DESCRIPTION OF THE TASK »
I'd like the number of lines in the material below that include the word "ClientConfig", written with no other text.

GIVEN DATA »
++++++++

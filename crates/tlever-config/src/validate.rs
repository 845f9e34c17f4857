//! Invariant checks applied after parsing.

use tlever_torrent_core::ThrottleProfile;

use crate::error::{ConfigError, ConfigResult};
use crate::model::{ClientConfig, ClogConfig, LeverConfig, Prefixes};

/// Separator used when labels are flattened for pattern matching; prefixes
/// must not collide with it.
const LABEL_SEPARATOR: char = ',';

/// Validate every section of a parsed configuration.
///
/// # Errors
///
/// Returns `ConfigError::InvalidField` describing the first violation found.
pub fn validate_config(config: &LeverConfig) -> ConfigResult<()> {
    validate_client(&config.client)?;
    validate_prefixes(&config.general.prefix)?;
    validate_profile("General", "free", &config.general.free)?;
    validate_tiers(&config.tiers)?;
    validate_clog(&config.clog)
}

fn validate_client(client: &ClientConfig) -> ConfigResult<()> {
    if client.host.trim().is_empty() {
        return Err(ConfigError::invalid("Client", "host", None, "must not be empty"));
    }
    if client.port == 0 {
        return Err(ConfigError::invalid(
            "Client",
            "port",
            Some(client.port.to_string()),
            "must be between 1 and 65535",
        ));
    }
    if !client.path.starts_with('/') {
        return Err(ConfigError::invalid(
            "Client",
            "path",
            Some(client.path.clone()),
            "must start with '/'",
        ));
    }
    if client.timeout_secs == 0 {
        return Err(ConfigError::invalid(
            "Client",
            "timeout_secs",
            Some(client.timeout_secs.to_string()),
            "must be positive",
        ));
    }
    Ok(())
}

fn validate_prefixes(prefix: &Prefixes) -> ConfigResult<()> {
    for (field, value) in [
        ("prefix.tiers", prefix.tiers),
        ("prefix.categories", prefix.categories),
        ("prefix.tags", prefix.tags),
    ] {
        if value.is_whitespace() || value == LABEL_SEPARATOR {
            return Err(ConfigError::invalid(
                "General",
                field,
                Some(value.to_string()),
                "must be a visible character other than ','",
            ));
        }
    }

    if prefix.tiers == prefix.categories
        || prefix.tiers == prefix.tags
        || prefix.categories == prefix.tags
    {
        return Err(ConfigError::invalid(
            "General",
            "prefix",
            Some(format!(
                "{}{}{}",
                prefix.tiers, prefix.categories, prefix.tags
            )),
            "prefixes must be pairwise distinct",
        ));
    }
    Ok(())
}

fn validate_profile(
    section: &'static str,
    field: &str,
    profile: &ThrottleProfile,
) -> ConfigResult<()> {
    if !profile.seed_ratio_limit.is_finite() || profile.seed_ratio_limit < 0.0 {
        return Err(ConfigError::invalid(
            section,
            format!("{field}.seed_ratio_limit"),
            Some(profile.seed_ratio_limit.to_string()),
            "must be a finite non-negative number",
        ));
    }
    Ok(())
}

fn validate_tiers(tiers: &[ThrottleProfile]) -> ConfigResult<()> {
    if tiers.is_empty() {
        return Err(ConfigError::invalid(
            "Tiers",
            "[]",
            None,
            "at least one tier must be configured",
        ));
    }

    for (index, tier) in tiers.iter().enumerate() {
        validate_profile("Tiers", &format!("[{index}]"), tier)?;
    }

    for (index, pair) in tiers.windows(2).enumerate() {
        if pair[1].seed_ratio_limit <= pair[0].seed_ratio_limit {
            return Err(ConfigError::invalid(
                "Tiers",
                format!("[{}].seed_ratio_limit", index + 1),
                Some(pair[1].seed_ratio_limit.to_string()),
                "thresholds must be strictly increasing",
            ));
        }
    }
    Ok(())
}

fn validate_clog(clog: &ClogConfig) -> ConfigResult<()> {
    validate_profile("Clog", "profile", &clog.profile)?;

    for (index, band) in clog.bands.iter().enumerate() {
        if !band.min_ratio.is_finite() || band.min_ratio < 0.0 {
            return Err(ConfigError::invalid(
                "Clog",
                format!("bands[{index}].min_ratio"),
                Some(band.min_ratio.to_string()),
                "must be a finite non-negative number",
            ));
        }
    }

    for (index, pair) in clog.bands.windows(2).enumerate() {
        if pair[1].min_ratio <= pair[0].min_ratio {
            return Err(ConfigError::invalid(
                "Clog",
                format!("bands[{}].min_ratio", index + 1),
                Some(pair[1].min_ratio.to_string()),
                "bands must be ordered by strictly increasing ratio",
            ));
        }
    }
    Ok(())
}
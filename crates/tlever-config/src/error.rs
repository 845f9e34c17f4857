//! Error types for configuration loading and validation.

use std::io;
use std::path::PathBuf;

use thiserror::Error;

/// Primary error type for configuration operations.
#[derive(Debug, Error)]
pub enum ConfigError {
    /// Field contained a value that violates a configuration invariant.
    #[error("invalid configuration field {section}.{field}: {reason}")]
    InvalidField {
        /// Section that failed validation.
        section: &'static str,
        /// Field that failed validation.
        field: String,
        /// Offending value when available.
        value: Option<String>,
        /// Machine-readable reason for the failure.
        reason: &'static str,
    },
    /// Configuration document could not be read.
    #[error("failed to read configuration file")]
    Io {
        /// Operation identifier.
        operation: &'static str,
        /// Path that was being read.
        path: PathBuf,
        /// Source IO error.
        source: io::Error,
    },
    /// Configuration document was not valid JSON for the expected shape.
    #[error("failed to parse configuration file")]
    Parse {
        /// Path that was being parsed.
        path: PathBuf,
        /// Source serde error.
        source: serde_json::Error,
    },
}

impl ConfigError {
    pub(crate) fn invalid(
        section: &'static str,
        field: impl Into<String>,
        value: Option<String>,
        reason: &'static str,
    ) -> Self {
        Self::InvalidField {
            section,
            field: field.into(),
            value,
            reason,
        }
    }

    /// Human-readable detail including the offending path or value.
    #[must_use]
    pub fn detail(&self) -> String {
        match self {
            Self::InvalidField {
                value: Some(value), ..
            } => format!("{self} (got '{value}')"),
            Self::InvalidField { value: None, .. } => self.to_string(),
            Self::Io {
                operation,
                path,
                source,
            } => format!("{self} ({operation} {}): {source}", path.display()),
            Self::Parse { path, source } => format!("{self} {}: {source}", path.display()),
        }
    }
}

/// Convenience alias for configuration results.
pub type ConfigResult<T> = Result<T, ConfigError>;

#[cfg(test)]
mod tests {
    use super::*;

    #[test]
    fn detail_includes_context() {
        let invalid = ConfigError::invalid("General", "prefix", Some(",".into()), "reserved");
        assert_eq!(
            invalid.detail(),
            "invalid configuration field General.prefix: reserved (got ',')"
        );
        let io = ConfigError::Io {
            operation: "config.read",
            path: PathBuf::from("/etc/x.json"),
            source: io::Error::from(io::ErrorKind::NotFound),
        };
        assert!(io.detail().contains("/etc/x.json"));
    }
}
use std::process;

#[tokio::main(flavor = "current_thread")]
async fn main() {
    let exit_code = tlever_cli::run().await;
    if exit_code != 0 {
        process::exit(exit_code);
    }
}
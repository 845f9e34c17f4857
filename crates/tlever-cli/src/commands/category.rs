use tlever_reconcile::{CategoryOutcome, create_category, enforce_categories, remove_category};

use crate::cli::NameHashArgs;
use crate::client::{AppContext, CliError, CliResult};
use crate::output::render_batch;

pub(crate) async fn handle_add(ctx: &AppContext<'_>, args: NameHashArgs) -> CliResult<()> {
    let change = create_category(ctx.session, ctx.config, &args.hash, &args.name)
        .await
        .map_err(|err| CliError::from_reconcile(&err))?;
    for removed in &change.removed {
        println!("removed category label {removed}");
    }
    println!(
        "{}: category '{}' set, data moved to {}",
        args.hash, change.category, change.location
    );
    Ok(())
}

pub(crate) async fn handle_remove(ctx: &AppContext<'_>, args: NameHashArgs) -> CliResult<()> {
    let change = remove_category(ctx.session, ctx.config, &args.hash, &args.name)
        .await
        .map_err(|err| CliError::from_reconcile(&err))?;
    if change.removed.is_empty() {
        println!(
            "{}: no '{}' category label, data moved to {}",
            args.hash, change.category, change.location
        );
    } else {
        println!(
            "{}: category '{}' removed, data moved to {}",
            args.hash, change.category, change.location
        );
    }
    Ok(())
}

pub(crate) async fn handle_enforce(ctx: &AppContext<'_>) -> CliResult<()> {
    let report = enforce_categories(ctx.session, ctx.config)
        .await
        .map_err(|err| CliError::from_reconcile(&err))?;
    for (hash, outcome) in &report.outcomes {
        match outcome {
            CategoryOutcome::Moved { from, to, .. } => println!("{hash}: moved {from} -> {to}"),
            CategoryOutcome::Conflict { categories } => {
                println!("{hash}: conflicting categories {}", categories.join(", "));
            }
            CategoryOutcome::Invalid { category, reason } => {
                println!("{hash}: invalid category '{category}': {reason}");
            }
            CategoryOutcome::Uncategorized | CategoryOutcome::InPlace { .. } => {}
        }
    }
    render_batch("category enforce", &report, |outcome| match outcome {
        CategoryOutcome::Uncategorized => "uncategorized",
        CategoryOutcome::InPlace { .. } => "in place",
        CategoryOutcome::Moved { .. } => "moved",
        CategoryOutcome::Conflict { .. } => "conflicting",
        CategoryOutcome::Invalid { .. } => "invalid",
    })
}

++++++++

ANSWER AREA »
2